Word for word, reproduce every line of the data below.

*** Extracted data ***

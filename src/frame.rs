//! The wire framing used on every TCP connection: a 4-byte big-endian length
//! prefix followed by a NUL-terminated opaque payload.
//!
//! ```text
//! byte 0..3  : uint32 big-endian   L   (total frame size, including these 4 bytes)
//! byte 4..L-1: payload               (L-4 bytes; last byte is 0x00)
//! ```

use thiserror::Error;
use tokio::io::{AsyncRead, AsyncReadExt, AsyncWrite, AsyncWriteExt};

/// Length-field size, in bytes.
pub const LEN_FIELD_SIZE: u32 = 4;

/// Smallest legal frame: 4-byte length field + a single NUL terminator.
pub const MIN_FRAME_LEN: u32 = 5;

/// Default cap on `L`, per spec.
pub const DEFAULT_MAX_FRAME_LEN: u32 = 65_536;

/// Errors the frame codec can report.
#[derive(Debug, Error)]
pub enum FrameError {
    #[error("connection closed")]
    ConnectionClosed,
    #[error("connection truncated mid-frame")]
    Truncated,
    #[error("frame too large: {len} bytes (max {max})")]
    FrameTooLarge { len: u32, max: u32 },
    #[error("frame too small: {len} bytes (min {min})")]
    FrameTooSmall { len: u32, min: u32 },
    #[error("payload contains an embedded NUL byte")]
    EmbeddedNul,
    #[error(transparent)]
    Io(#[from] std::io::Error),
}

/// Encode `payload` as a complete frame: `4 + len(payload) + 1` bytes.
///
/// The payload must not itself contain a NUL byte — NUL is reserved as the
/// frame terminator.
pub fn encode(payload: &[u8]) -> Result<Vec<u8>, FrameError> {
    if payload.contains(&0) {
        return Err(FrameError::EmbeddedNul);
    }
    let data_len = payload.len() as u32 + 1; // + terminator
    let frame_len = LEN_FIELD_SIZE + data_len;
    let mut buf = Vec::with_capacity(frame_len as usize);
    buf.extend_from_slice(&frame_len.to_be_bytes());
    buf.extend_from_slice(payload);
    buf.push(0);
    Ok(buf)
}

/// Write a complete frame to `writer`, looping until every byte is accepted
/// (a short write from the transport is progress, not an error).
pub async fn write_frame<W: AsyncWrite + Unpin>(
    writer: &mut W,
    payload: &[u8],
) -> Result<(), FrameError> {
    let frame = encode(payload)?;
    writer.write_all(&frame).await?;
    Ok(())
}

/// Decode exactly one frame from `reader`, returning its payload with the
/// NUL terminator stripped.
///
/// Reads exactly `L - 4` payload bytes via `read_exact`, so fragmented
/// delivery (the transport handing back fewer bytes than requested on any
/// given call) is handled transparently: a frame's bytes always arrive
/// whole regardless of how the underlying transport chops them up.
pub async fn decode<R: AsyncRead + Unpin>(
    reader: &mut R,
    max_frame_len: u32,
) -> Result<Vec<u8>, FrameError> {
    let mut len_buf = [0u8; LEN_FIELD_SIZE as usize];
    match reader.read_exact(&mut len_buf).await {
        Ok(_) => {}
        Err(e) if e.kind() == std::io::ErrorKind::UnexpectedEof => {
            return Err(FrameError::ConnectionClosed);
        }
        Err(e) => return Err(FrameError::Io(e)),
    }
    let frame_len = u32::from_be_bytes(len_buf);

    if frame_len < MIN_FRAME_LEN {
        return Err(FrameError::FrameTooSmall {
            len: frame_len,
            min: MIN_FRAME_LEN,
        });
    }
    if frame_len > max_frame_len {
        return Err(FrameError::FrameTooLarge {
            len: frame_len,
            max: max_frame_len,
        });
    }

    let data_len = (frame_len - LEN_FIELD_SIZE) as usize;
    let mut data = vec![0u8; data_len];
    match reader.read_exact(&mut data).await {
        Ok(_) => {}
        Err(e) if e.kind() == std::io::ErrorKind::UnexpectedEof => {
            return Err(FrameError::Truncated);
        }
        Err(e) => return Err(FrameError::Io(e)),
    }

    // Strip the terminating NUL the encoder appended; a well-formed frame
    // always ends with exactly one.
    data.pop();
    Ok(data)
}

*** End of Extracted data ***

▶ _Result of this task_
filename src/frame.rs
//! The wire framing used on every TCP connection: a 4-byte big-endian length
//! prefix followed by a NUL-terminated opaque payload.
//!
//! ```text
//! byte 0..3  : uint32 big-endian   L   (total frame size, including these 4 bytes)
//! byte 4..L-1: payload               (L-4 bytes; last byte is 0x00)
//! ```

use thiserror::Error;
use tokio::io::{AsyncRead, AsyncReadExt, AsyncWrite, AsyncWriteExt};

/// Length-field size, in bytes.
pub const LEN_FIELD_SIZE: u32 = 4;

/// Smallest legal frame: 4-byte length field + a single NUL terminator.
pub const MIN_FRAME_LEN: u32 = 5;

/// Default cap on `L`, per spec.
pub const DEFAULT_MAX_FRAME_LEN: u32 = 65_536;

/// Errors the frame codec can report.
#[derive(Debug, Error)]
pub enum FrameError {
    #[error("connection closed")]
    ConnectionClosed,
    #[error("connection truncated mid-frame")]
    Truncated,
    #[error("frame too large: {len} bytes (max {max})")]
    FrameTooLarge { len: u32, max: u32 },
    #[error("frame too small: {len} bytes (min {min})")]
    FrameTooSmall { len: u32, min: u32 },
    #[error("payload contains an embedded NUL byte")]
    EmbeddedNul,
    #[error(transparent)]
    Io(#[from] std::io::Error),
}

/// Encode `payload` as a complete frame: `4 + len(payload) + 1` bytes.
///
/// The payload must not itself contain a NUL byte — NUL is reserved as the
/// frame terminator.
pub fn encode(payload: &[u8]) -> Result<Vec<u8>, FrameError> {
    if payload.contains(&0) {
        return Err(FrameError::EmbeddedNul);
    }
    let data_len = payload.len() as u32 + 1; // + terminator
    let frame_len = LEN_FIELD_SIZE + data_len;
    let mut buf = Vec::with_capacity(frame_len as usize);
    buf.extend_from_slice(&frame_len.to_be_bytes());
    buf.extend_from_slice(payload);
    buf.push(0);
    Ok(buf)
}

/// Write a complete frame to `writer`, looping until every byte is accepted
/// (a short write from the transport is progress, not an error).
pub async fn write_frame<W: AsyncWrite + Unpin>(
    writer: &mut W,
    payload: &[u8],
) -> Result<(), FrameError> {
    let frame = encode(payload)?;
    writer.write_all(&frame).await?;
    Ok(())
}

/// Decode exactly one frame from `reader`, returning its payload with the
/// NUL terminator stripped.
///
/// Reads exactly `L - 4` payload bytes via `read_exact`, so fragmented
/// delivery (the transport handing back fewer bytes than requested on any
/// given call) is handled transparently: a frame's bytes always arrive
/// whole regardless of how the underlying transport chops them up.
pub async fn decode<R: AsyncRead + Unpin>(
    reader: &mut R,
    max_frame_len: u32,
) -> Result<Vec<u8>, FrameError> {
    let mut len_buf = [0u8; LEN_FIELD_SIZE as usize];
    match reader.read_exact(&mut len_buf).await {
        Ok(_) => {}
        Err(e) if e.kind() == std::io::ErrorKind::UnexpectedEof => {
            return Err(FrameError::ConnectionClosed);
        }
        Err(e) => return Err(FrameError::Io(e)),
    }
    let frame_len = u32::from_be_bytes(len_buf);

    if frame_len < MIN_FRAME_LEN {
        return Err(FrameError::FrameTooSmall {
            len: frame_len,
            min: MIN_FRAME_LEN,
        });
    }
    if frame_len > max_frame_len {
        return Err(FrameError::FrameTooLarge {
            len: frame_len,
            max: max_frame_len,
        });
    }

    let data_len = (frame_len - LEN_FIELD_SIZE) as usize;
    let mut data = vec![0u8; data_len];
    match reader.read_exact(&mut data).await {
        Ok(_) => {}
        Err(e) if e.kind() == std::io::ErrorKind::UnexpectedEof => {
            return Err(FrameError::Truncated);
        }
        Err(e) => return Err(FrameError::Io(e)),
    }

    // Strip the terminating NUL the encoder appended; a well-formed frame
    // always ends with exactly one.
    data.pop();
    Ok(data)
}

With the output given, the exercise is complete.